Currently, most of the research on foamed concrete is focused on thermal performance and strength enhancement. There are only a few studies regarding the corrosion resistance of steel rebar and durability (Jones and Mccarthy, 2005; Lee et al., 2011; Remennikov et al., 2011; Roslan et al., 2012; Namsone et al., 2017). Roslan et al. (2012) found that adding fly ash to low-density foamed concrete improved the internal voids of concrete and reduced shrinkage. Jones and Mccarthy (2005) found that fly ash can improve the corrosion resistance of steel rebar in foamed concrete. Remennikov et al. (2011) explored the effect of fly ash content on the performance of foamed concrete. The results showed that when the fly ash content is too high, it will reduce the foamed concrete’s strength. Existing studies (Huet et al., 2006; Surendranath and Harman, 2006; Marsavina et al., 2007; Shi and Xu, 2007) have shown that the electrochemical process of chloride ion corrosion on steel rebar has a complex rusting mechanism. Surendranath and Harman (2006) found that chloride ions acted mainly as depassivating agents in the corrosion process of steel rebar. The steel rebar started to rust after a potential difference was formed on the surface of the steel substrate. Marsavina et al. (2007), using fracture width as a variable, found that the greater the fracture width, the deeper the depth of chloride ion penetration.

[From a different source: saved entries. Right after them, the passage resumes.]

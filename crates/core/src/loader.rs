//! Image loading: .bin and .chf files into the attributed memory.
//!
//! BIN files are raw chunks of ROM loaded under a fixed default hardware
//! profile. CHF files are a container designed for Channel F preservation: a
//! file header (title, board type) followed by CHIP packets, each tagging an
//! address range with a chip type and optionally carrying its contents.
//!
//! Headers are little-endian on disk and parsed field by field; nothing here
//! relies on in-memory struct layout.
//!
//! A load replaces the whole cartridge: peripherals are dropped first, then
//! memory is cleared, then populated, then the image's peripherals are
//! installed. A bad image leaves memory cleared (all RESERVED / open-bus)
//! and reports through the blink channel; the bus keeps getting serviced
//! either way.

use std::cell::RefCell;
use std::rc::Rc;

use thiserror::Error;

use crate::chips::ChipType;
use crate::error::{blink_code, BlinkCode};
use crate::hal::Delay;
use crate::hardware::HardwareType;
use crate::logging::{log, LogCategory, LogLevel};
use crate::ports::{
    HardwareStack, Launcher, Random, Sram2102, SramChip, DATA_STACK_PORT, LAUNCHER_PORT,
    RETURN_STACK_PORT, RNG_PORT, SRAM_START_ADDR,
};
use crate::Videocart;

/// First byte of a raw BIN image.
pub const BIN_MAGIC: u8 = 0x55;

/// Magic of a CHF container (16 bytes, ASCII plus space padding).
pub const CHF_MAGIC: &[u8; 16] = b"CHANNEL F       ";

/// Largest BIN payload: the span from the load base to the top of memory.
const BIN_CAPACITY: usize = 0xF7FF;

/// Where BIN payloads land.
const BIN_LOAD_ADDR: u16 = 0x0801;

/// Size of the default RAM window tagged for BIN images.
const BIN_RAM_SIZE: usize = 0x800;

#[derive(Debug, Error, PartialEq, Eq)]
pub enum ImageError {
    #[error("image too short: {0} bytes")]
    TooShort(usize),
    #[error("bad container magic")]
    BadMagic,
    #[error("file header extends past the end of the image")]
    TruncatedHeader,
    #[error("CHIP packet at {offset:#x} extends past the end of the image")]
    TruncatedPacket { offset: usize },
}

/// Whether `data` looks like a CHF container.
pub fn is_chf_image(data: &[u8]) -> bool {
    data.len() >= 64 && data[..16] == CHF_MAGIC[..]
}

/// The parsed CHF file header.
#[derive(Debug, Clone, PartialEq, Eq)]
pub struct ChfHeader {
    /// Absolute offset of the first CHIP packet.
    pub header_length: u32,
    pub minor_version: u8,
    pub major_version: u8,
    /// Board profile id; see [`HardwareType`].
    pub hardware_type: u16,
    /// Program title, UTF-8.
    pub title: String,
}

impl ChfHeader {
    /// Parse the fixed header plus the variable-length title.
    pub fn parse(data: &[u8]) -> Result<Self, ImageError> {
        if data.len() < 64 {
            return Err(ImageError::TooShort(data.len()));
        }
        if data[..16] != CHF_MAGIC[..] {
            return Err(ImageError::BadMagic);
        }

        let header_length = u32::from_le_bytes([data[16], data[17], data[18], data[19]]);
        let minor_version = data[20];
        let major_version = data[21];
        let hardware_type = u16::from_le_bytes([data[22], data[23]]);
        // bytes 24..32 are reserved

        let title_length = data[32] as usize;
        let title_bytes = data
            .get(33..33 + title_length)
            .ok_or(ImageError::TruncatedHeader)?;
        let title_bytes = match title_bytes.iter().position(|&byte| byte == 0) {
            Some(nul) => &title_bytes[..nul],
            None => title_bytes,
        };

        Ok(Self {
            header_length,
            minor_version,
            major_version,
            hardware_type,
            title: String::from_utf8_lossy(title_bytes).into_owned(),
        })
    }
}

/// One CHIP packet header.
#[derive(Debug, Clone, Copy, PartialEq, Eq)]
struct ChipPacket {
    /// Total packet bytes, header and payload included.
    packet_length: u32,
    chip_type: u16,
    /// Reserved for bank switching; parsed and ignored.
    bank_number: u16,
    load_address: u16,
    size: u16,
}

impl ChipPacket {
    const HEADER_LEN: usize = 16;

    /// Parse the packet header at `offset`, if one is there.
    ///
    /// `None` ends the packet stream: fewer than 16 bytes remain or the
    /// magic is absent.
    fn parse(data: &[u8], offset: usize) -> Option<Self> {
        let header = data.get(offset..offset + Self::HEADER_LEN)?;
        if &header[0..4] != b"CHIP" {
            return None;
        }
        Some(Self {
            packet_length: u32::from_le_bytes([header[4], header[5], header[6], header[7]]),
            chip_type: u16::from_le_bytes([header[8], header[9]]),
            bank_number: u16::from_le_bytes([header[10], header[11]]),
            load_address: u16::from_le_bytes([header[12], header[13]]),
            size: u16::from_le_bytes([header[14], header[15]]),
        })
    }
}

impl Videocart {
    /// Replace the loaded cartridge with `image`.
    ///
    /// `None` or an unrecognized image blinks `NoValidFiles` and leaves the
    /// memory cleared.
    pub fn load_game(&mut self, image: Option<&[u8]>, delay: &mut impl Delay) {
        self.ports.clear();
        self.memory.reset();

        let Some(data) = image else {
            log(LogCategory::Loader, LogLevel::Error, || {
                "no image to load".to_string()
            });
            blink_code(&mut self.led, delay, BlinkCode::NoValidFiles);
            return;
        };

        match data.first() {
            Some(&BIN_MAGIC) => self.load_bin(data),
            Some(&b'C') if is_chf_image(data) => {
                if let Err(error) = self.load_chf(data) {
                    log(LogCategory::Loader, LogLevel::Error, || {
                        format!("chf load failed: {}", error)
                    });
                    // Leave nothing half-populated behind
                    self.ports.clear();
                    self.memory.reset();
                    blink_code(&mut self.led, delay, BlinkCode::NoValidFiles);
                }
            }
            _ => {
                log(LogCategory::Loader, LogLevel::Error, || {
                    format!("unrecognized image, {} bytes", data.len())
                });
                blink_code(&mut self.led, delay, BlinkCode::NoValidFiles);
            }
        }
    }

    /// Load a raw BIN image under the default flashcart hardware profile:
    /// ROM from the load base, 2K of RAM at the menu window, 2102 SRAM and
    /// the launcher on their usual ports.
    fn load_bin(&mut self, data: &[u8]) {
        let length = data.len().min(BIN_CAPACITY);

        self.memory
            .set_attributes(BIN_LOAD_ADDR, length, ChipType::ROM_ID);
        self.memory.fill(SRAM_START_ADDR, BIN_RAM_SIZE, 0);
        self.memory
            .set_attributes(SRAM_START_ADDR, BIN_RAM_SIZE, ChipType::RAM_ID);
        self.memory.blit(BIN_LOAD_ADDR, &data[..length]);

        self.install_sram_ports();
        self.install_launcher();

        log(LogCategory::Loader, LogLevel::Info, || {
            format!("bin image loaded, {} bytes", length)
        });
    }

    /// Load a CHF container: walk its CHIP packets into the attributed
    /// memory, then install the board profile its header names.
    fn load_chf(&mut self, data: &[u8]) -> Result<(), ImageError> {
        let header = ChfHeader::parse(data)?;

        let mut offset = header.header_length as usize;
        let mut packets = 0u32;
        while let Some(packet) = ChipPacket::parse(data, offset) {
            log(LogCategory::Loader, LogLevel::Trace, || {
                format!(
                    "chip packet at {:#x}: type {} bank {} load {:#06x} size {:#06x}",
                    offset, packet.chip_type, packet.bank_number, packet.load_address, packet.size
                )
            });
            let chip = ChipType::from_packet_id(packet.chip_type);
            self.memory.set_attributes(
                packet.load_address,
                packet.size as usize,
                packet.chip_type as u8,
            );

            if chip.has_backing_data() {
                let payload = data
                    .get(offset + ChipPacket::HEADER_LEN
                        ..offset + ChipPacket::HEADER_LEN + packet.size as usize)
                    .ok_or(ImageError::TruncatedPacket { offset })?;
                self.memory.blit(packet.load_address, payload);
                // Skip any padding; a malformed length must not stall the walk
                offset += (packet.packet_length as usize).max(ChipPacket::HEADER_LEN);
            } else {
                offset += ChipPacket::HEADER_LEN;
            }
            packets += 1;
        }

        if let Some(hardware) = HardwareType::from_id(header.hardware_type) {
            hardware.install_ports(self);
        }

        log(LogCategory::Loader, LogLevel::Info, || {
            format!(
                "chf image loaded: \"{}\" v{}.{}, {} packets, hardware {}",
                header.title, header.major_version, header.minor_version, packets,
                header.hardware_type
            )
        });
        Ok(())
    }

    /// 2102 SRAM on its four customary ports. One chip, two port indices,
    /// both mirrors.
    pub(crate) fn install_sram_ports(&mut self) {
        let chip = Rc::new(RefCell::new(SramChip::default()));
        self.ports
            .install(0x20, Box::new(Sram2102::new(0, chip.clone())));
        self.ports
            .install(0x21, Box::new(Sram2102::new(1, chip.clone())));
        self.ports
            .install(0x24, Box::new(Sram2102::new(0, chip.clone())));
        self.ports.install(0x25, Box::new(Sram2102::new(1, chip)));
    }

    /// The menu/load control port.
    pub(crate) fn install_launcher(&mut self) {
        self.ports.install(
            LAUNCHER_PORT,
            Box::new(Launcher::new(
                self.files.clone(),
                self.cursor.clone(),
                self.load_request.clone(),
            )),
        );
    }

    /// Flashcart extras: RNG plus the data and return stacks.
    pub(crate) fn install_flashcart_ports(&mut self) {
        self.ports
            .install(RNG_PORT, Box::new(Random::new(self.entropy.clone())));
        self.ports
            .install(DATA_STACK_PORT, Box::new(HardwareStack::new()));
        self.ports
            .install(RETURN_STACK_PORT, Box::new(HardwareStack::new()));
    }
}
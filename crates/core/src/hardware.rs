//! CHF hardware types: which ports a cartridge image brings along.
//!
//! A CHF header names the board the image was dumped from; the board decides
//! which I/O peripherals exist. Only two official boards carried anything
//! besides memory (the 2102 SRAM of Videocarts 10 and 18); the flashcart
//! profile adds this firmware's own devices on otherwise-unused ports.

use crate::Videocart;

/// The board profiles a CHF image can request.
#[derive(Debug, Clone, Copy, PartialEq, Eq)]
pub enum HardwareType {
    /// Plain ROM Videocart.
    Videocart,
    /// Videocart 10/18 board: 2102 SRAM on ports 0x20/0x21/0x24/0x25.
    Videocart1018,
    /// ROM + RAM board.
    RomRam,
    /// SABA Videoplay board.
    Saba,
    /// Multi-game cartridge.
    Multicart,
    /// This device: SRAM, RNG, hardware stacks, and the launcher port.
    Flashcart,
}

impl HardwareType {
    /// Look up a board profile by CHF header id. Unknown ids get no ports.
    pub fn from_id(id: u16) -> Option<Self> {
        match id {
            0 => Some(HardwareType::Videocart),
            1 => Some(HardwareType::Videocart1018),
            2 => Some(HardwareType::RomRam),
            3 => Some(HardwareType::Saba),
            4 => Some(HardwareType::Multicart),
            5 => Some(HardwareType::Flashcart),
            _ => None,
        }
    }

    /// Install this board's peripherals into the cartridge's port table.
    pub fn install_ports(self, cart: &mut Videocart) {
        match self {
            HardwareType::Videocart
            | HardwareType::RomRam
            | HardwareType::Saba
            | HardwareType::Multicart => {}
            HardwareType::Videocart1018 => {
                cart.install_sram_ports();
            }
            HardwareType::Flashcart => {
                cart.install_sram_ports();
                cart.install_flashcart_ports();
                cart.install_launcher();
            }
        }
    }
}

#[cfg(test)]
mod tests {
    use super::*;
    use crate::ports::{DATA_STACK_PORT, LAUNCHER_PORT, RETURN_STACK_PORT, RNG_PORT};
    use crate::testing::test_cart;

    #[test]
    fn test_unknown_ids_have_no_profile() {
        assert_eq!(HardwareType::from_id(6), None);
        assert_eq!(HardwareType::from_id(0xFFFF), None);
    }

    #[test]
    fn test_videocart_10_18_brings_sram_only() {
        let mut cart = test_cart();
        HardwareType::Videocart1018.install_ports(&mut cart);

        for port in [0x20, 0x21, 0x24, 0x25] {
            assert!(cart.ports.is_installed(port));
        }
        assert!(!cart.ports.is_installed(LAUNCHER_PORT));
        assert!(!cart.ports.is_installed(RNG_PORT));
    }

    #[test]
    fn test_flashcart_brings_the_full_set() {
        let mut cart = test_cart();
        HardwareType::Flashcart.install_ports(&mut cart);

        for port in [
            0x20,
            0x21,
            0x24,
            0x25,
            RNG_PORT,
            DATA_STACK_PORT,
            RETURN_STACK_PORT,
            LAUNCHER_PORT,
        ] {
            assert!(cart.ports.is_installed(port), "port {:#04x}", port);
        }
    }

    #[test]
    fn test_plain_boards_bring_nothing() {
        let mut cart = test_cart();
        HardwareType::RomRam.install_ports(&mut cart);
        for port in 0..=255u8 {
            assert!(!cart.ports.is_installed(port));
        }
    }
}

By analyzing the test results of steel rebar corrosion rate and crack width, the development pattern of steel rebar corrosion in foamed concrete and the effects of water-binder ratio, fly ash, and fiber content on steel rebar corrosion rate and crack width in foamed concrete are studied. Meanwhile, the chloride ion diffusion behavior in foamed concrete is examined, and the relationship between steel rebar corrosion behavior and chloride ion diffusion behavior is established to reveal the mechanism of steel rebar corrosion in foamed concrete.

2 Experimental

2.1 Materials

Ordinary Portland cement of grade 42.5 was used as the binder in the concrete mixtures. The coarse aggregate was limestone gravel with a particle size range of 5–20 mm. The fine aggregate was natural river sand with a fineness modulus of 2.65. Grade II fly ash and polypropylene fiber of 9 mm length were adopted as concrete admixtures. HPB300 steel rebar with a nominal diameter of 6 mm was used.

2.2 Mix proportions

The mix proportions (Zhang et al., 2018; Liu et al., 2020) of C30 ordinary concrete and foamed concrete adopted are shown in Tables 1, 2.

TABLE 1

TABLE 1. Mix proportions of C30 ordinary concrete ($\mathrm{k}\mathrm{g}/{\mathrm{m}}^3$).

TABLE 2

TABLE 2. Mix proportions of foamed concrete with density as variable.

2.3 Methods

2.3.1 Specimens preparation

The specimen size of foamed concrete and ordinary concrete, 100 × 100 × 100mm³, were used for the steel rebar corrosion study. During the forming process, the steel rebar with a length of 120 mm was vertically inserted as the anode of the corrosion reaction system, making the thickness of the protective layer 35 mm and the exposed length of steel rebar 30 mm (smear epoxy resin for protection).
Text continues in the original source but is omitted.